Fast forward to the 21st century and the era of death awareness is manifesting in what current nomenclature terms the Positive Death Movement. A social movement consists of “social and cultural responses to prevailing political and economic dynamics ... in a given place and at a given time” (Chesters & Welsh, 2010, p. 2). Clearly, a push toward death-positive consciousness is manifesting anew, across social, governmental, and technological arenas. Contemporary gatherings, known as Death Cafés and ‘Death Over Dinner’ events, are respectively seeking “to increase awareness of death with a view to helping people make the most of their (finite) lives” (Miles & Corr, 2017, p. 153; What Is Death Cafe, n.d.) and “transform this seemingly difficult conversation into one of deep engagement, insight and empowerment” (Death Over Dinner, n.d., para. 1). A new role, an End-of-Life Doula (EOLD), is also on the rise, providing non-medical companionship to the dying and their families (Rawlings et al., 2019; 2020a; 2020b). The expansion of Medical Aid In Dying (MAID) policies within the United States similarly reflects evidence of the movement (Doka et al., 2011; Francis, 2019; Hoefler, 1994a). Another means of legally accelerating death, known as Voluntarily Stopping Eating and Drinking (VSED), is becoming increasingly well-known and studied as a viable end-of-life option (Quill et al., 2021; Shacter, 2017; Sutherland, 2018). The movement also involves increased attention to green burial options, including new forms of body disposition, such as water cremation (i.e., alkaline hydrolysis) and human composting (i.e., natural organic reduction), which are more environmentally friendly options than standard burial and cremation (Carpenter-Boggs, 2020; Olson, 2014, 2016).
Contemporary Movement Scholarship
Naming conventions for the movement vary across publications, yet scholars largely agree upon both the factors that catalyzed this phenomenon as well as its distinct characteristics. Death-Positive or Positive Death Movement are frequently used terms (Gooden, 2020; Leland & Yalkin, 2018); previous scholars have also referred to this era as the Happy Death Movement (Hoefler, 1994a, 1994b; Lofland, 1978). Yet others frame the phenomenon, more generally, as falling within the Death and Dying Movement or as the ongoing expression of the Death Awareness Movement (Doka, 2003; Stillion & Attig, 2014; Walter, 2020). Regardless of naming convention, the consensus is that a movement has begun and is underway, most significantly catalyzed by two events: (1) Dr. Saunders’ initiation of the hospice model of care in the 1960s and (2) Dr. Kubler-Ross’ book, On Death and Dying (1969). Numerous scholars perceive specific initiatives—such as those for hospice and palliative care, the right to die or “natural death,” which are sometimes referred to as individual movements in their own rights (e.g., McInerney, 2000)—as related manifestations of the broader Death Awareness Movement (Seymour, 1999). All seek “to experience death and loss with greater dignity, control, and social support” (Layne, 2006, p. 611). Lofland’s description of the movement entails: A sprawling, diverse, multi-structured, diffuse assemblage of persons, acting independently and as parts of organizations, engaging in a multiplicity of largely uncoordinated activities and possessing varying degrees of consciousness relative to their participation in a movement … concerned with promoting a change in American society with regard to its beliefs … its emotional responses … and its legal and normative practices relative to death and dying. (1978, pp. 56–57)

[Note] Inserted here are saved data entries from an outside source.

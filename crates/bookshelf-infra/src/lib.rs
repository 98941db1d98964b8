//! # Bookshelf Infrastructure
//!
//! Concrete implementations of the ports defined in `bookshelf-core`:
//! database repositories, token issuance and password hashing.
//!
//! ## Feature Flags
//!
//! - `postgres` (default) - PostgreSQL repositories via SeaORM. Without it
//!   only the in-memory repositories are available.

pub mod auth;
pub mod database;

pub use auth::{HashingPasswordService, JwtConfig, JwtTokenService, PasswordScheme};
pub use database::{DatabaseConfig, InMemoryBookRepository, InMemoryUserRepository};

#[cfg(feature = "postgres")]
pub use database::DatabaseConnections;
//! Book handlers.
//!
//! Id-scoped routes take an [`ExistingBook`], so the handler body only runs
//! once the addressed book is known to exist.

use actix_web::{HttpResponse, web};

use bookshelf_core::domain::{Book, BookChanges};
use bookshelf_core::error::RepoError;
use bookshelf_core::ports::{BaseRepository, BookRepository};
use bookshelf_shared::dto::{BookResponse, UpdateBookRequest};
use bookshelf_shared::{DataResponse, MessageResponse};

use crate::middleware::error::{AppError, AppResult, SERVER_ERROR};
use crate::middleware::validation::{ExistingBook, ValidBook};
use crate::state::AppState;

fn book_response(book: Book) -> BookResponse {
    BookResponse {
        id: book.id,
        title: book.title,
        description: book.description,
        user_id: book.user_id,
        created_at: book.created_at,
        updated_at: book.updated_at,
    }
}

fn book_not_found() -> AppError {
    AppError::NotFound("Book not found".to_string())
}

/// GET /books
pub async fn list_books(state: web::Data<AppState>) -> AppResult<HttpResponse> {
    let books = state
        .books
        .list()
        .await
        .map_err(|e| AppError::internal(SERVER_ERROR, e))?;

    let data: Vec<BookResponse> = books.into_iter().map(book_response).collect();
    Ok(HttpResponse::Ok().json(DataResponse::new(data)))
}

/// GET /books/{id}
pub async fn get_book(
    state: web::Data<AppState>,
    ExistingBook(book): ExistingBook,
) -> AppResult<HttpResponse> {
    // Re-read: the row may have been deleted since the existence check.
    let book = state
        .books
        .find_by_id(book.id)
        .await
        .map_err(|e| AppError::internal(SERVER_ERROR, e))?
        .ok_or_else(book_not_found)?;

    Ok(HttpResponse::Ok().json(DataResponse::new(vec![book_response(book)])))
}

/// POST /books
pub async fn create_book(
    state: web::Data<AppState>,
    ValidBook(new_book): ValidBook,
) -> AppResult<HttpResponse> {
    let book = state
        .books
        .insert(new_book)
        .await
        .map_err(|e| AppError::internal("Server could not create book", e))?;

    tracing::info!(book_id = book.id, user_id = book.user_id, "Book created");

    Ok(HttpResponse::Ok().json(DataResponse::with_message(
        book_response(book),
        "Book created successfully",
    )))
}

/// PUT /books/{id}
pub async fn update_book(
    state: web::Data<AppState>,
    ExistingBook(book): ExistingBook,
    body: web::Json<UpdateBookRequest>,
) -> AppResult<HttpResponse> {
    let req = body.into_inner();
    let changes = BookChanges::new(req.title, req.description);
    if changes.is_empty() {
        return Err(AppError::BadRequest("No fields to update".to_string()));
    }

    let updated = state
        .books
        .update(book.id, changes)
        .await
        .map_err(|e| AppError::internal(SERVER_ERROR, e))?
        .ok_or_else(book_not_found)?;

    tracing::info!(book_id = updated.id, "Book updated");

    Ok(HttpResponse::Ok().json(DataResponse::with_message(
        book_response(updated),
        "Book updated successfully",
    )))
}

/// DELETE /books/{id}
pub async fn delete_book(
    state: web::Data<AppState>,
    ExistingBook(book): ExistingBook,
) -> AppResult<HttpResponse> {
    match state.books.delete(book.id).await {
        Ok(()) => {}
        Err(RepoError::NotFound) => return Err(book_not_found()),
        Err(e) => return Err(AppError::internal(SERVER_ERROR, e)),
    }

    tracing::info!(book_id = book.id, "Book deleted");

    Ok(HttpResponse::Ok().json(MessageResponse::new("Book deleted successfully")))
}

Proponents continue to criticize death’s medicalization, rally for person-centered care at home, and perceive dying as a path to psychosocial development and validation (Francis, 2019).
The movement problematizes (Blumer, 1971) and rejects “conventional” (Lofland, 1978, p. 71) death (i.e., “death denial” and its consequences, e.g., a schism between the living and dying, lack of meaningful end-of-life communication, medicalization of life [and death] in hospitals that rejects what is natural, along with pricey and “barbaric” funeral practices [Lofland, 1978, p. 72]) and advocates for education, rearrangement and legislation of dying. First, people should “stop avoiding death and to ‘accept it’ both intellectually and emotionally” (Lofland, 1978, p. 61). Feifel (1990) emphasizes that dying is a human affair, not just a biological one—the quality and depth of a life, not just its length, matter. The movement also lauds positivity and expressivity; self-improvement and growth are available for the dying and their loved ones during this process, achievable, in part, by the authentic relay of emotions.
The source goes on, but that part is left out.